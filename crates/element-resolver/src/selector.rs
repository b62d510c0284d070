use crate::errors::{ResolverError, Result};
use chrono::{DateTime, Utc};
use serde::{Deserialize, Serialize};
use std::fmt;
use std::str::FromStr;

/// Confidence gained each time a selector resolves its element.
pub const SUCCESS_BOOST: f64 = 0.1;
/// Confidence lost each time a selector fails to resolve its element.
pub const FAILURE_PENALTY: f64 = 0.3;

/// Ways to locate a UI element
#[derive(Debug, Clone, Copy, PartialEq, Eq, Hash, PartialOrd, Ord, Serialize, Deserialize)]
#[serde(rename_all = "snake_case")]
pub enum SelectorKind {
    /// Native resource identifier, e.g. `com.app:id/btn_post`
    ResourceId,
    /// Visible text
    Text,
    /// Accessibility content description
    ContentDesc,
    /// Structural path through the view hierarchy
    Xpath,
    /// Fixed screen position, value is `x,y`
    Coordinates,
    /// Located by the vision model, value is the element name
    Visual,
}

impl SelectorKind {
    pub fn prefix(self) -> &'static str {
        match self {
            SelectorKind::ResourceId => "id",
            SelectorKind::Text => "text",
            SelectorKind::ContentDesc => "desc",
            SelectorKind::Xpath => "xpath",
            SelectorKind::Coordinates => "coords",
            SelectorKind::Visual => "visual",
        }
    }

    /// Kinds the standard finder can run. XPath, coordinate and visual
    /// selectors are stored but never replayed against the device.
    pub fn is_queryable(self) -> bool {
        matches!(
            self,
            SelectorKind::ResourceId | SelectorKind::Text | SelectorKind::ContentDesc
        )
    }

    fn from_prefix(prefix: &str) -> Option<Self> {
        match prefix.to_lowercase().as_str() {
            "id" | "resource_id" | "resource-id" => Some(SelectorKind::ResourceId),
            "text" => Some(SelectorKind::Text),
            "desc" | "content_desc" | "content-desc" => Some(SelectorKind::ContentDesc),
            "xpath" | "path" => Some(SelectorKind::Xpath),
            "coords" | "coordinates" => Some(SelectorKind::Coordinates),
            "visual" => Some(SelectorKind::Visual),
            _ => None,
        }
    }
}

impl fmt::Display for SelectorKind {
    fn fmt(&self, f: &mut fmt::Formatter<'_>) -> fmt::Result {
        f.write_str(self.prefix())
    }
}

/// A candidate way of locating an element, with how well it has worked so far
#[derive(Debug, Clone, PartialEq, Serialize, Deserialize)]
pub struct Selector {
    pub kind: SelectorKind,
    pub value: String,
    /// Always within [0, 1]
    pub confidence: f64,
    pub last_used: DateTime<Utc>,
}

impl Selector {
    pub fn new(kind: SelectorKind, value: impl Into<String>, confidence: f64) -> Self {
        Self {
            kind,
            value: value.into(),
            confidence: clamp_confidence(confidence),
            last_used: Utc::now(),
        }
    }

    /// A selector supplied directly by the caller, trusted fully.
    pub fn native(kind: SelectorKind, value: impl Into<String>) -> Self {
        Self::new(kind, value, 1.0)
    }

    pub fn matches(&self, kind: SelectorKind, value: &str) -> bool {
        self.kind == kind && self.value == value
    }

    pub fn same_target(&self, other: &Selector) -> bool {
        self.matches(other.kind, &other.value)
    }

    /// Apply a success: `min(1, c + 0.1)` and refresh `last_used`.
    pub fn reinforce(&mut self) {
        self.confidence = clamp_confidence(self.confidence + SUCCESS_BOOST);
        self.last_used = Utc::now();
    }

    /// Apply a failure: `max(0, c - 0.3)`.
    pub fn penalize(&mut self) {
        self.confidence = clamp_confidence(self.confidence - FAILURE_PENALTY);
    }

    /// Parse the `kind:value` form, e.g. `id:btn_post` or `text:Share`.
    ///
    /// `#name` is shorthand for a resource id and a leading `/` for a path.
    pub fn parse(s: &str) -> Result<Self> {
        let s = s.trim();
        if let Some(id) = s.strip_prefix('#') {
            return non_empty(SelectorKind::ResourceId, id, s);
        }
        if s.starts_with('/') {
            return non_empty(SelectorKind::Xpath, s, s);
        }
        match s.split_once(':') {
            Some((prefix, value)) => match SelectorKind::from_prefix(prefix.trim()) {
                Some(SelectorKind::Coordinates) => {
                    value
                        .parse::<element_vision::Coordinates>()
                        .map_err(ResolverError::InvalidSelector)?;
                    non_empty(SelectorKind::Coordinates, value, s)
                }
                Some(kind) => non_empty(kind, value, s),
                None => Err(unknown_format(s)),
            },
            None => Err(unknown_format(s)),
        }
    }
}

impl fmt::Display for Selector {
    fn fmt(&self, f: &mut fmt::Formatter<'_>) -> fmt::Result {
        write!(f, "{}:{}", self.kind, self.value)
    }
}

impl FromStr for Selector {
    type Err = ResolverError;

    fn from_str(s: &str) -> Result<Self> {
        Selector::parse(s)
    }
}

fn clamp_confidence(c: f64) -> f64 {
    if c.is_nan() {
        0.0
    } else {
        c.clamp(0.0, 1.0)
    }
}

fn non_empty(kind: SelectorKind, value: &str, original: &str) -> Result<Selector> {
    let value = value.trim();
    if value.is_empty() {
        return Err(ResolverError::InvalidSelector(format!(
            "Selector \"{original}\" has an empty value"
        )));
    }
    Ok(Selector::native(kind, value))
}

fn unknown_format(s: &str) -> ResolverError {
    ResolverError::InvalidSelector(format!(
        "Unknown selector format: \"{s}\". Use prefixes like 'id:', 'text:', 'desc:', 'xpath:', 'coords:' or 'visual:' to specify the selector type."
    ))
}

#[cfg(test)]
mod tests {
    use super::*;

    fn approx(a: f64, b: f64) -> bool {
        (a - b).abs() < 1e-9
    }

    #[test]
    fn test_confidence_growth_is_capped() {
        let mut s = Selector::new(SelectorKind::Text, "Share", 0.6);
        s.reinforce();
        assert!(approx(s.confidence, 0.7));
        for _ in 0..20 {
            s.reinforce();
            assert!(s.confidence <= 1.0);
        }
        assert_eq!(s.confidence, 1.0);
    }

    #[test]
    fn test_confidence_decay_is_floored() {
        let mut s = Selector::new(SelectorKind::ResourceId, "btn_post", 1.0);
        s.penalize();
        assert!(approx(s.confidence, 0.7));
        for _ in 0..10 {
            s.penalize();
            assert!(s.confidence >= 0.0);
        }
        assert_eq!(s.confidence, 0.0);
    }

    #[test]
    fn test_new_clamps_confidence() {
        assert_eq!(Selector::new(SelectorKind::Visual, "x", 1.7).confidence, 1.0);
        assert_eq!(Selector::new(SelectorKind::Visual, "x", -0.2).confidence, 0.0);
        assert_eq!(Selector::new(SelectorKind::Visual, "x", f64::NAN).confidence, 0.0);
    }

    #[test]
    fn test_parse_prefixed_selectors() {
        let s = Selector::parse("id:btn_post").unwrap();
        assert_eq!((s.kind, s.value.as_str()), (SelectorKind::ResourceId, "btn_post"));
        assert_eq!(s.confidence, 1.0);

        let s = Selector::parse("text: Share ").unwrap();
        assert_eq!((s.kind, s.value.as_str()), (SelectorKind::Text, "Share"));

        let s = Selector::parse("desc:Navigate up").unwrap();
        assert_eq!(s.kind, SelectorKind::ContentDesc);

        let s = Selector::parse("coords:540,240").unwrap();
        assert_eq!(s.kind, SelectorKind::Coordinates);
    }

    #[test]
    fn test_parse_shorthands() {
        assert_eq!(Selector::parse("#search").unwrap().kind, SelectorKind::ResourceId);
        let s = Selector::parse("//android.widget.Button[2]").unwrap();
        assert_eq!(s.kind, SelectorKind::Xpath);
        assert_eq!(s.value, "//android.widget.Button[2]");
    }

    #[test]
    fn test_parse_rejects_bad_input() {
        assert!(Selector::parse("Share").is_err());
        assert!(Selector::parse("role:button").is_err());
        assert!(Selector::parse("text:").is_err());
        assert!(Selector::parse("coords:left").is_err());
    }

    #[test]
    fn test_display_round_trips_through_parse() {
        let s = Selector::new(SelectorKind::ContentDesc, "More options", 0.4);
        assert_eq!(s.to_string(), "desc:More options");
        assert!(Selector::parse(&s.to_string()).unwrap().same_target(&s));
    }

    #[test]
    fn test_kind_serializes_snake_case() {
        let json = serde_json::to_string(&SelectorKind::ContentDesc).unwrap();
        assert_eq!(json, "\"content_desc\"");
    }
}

------

Work request: Where does "widget" occur in the data? Copy each line that has it.

Response area:
        let s = Selector::parse("//android.widget.Button[2]").unwrap();
        assert_eq!(s.value, "//android.widget.Button[2]");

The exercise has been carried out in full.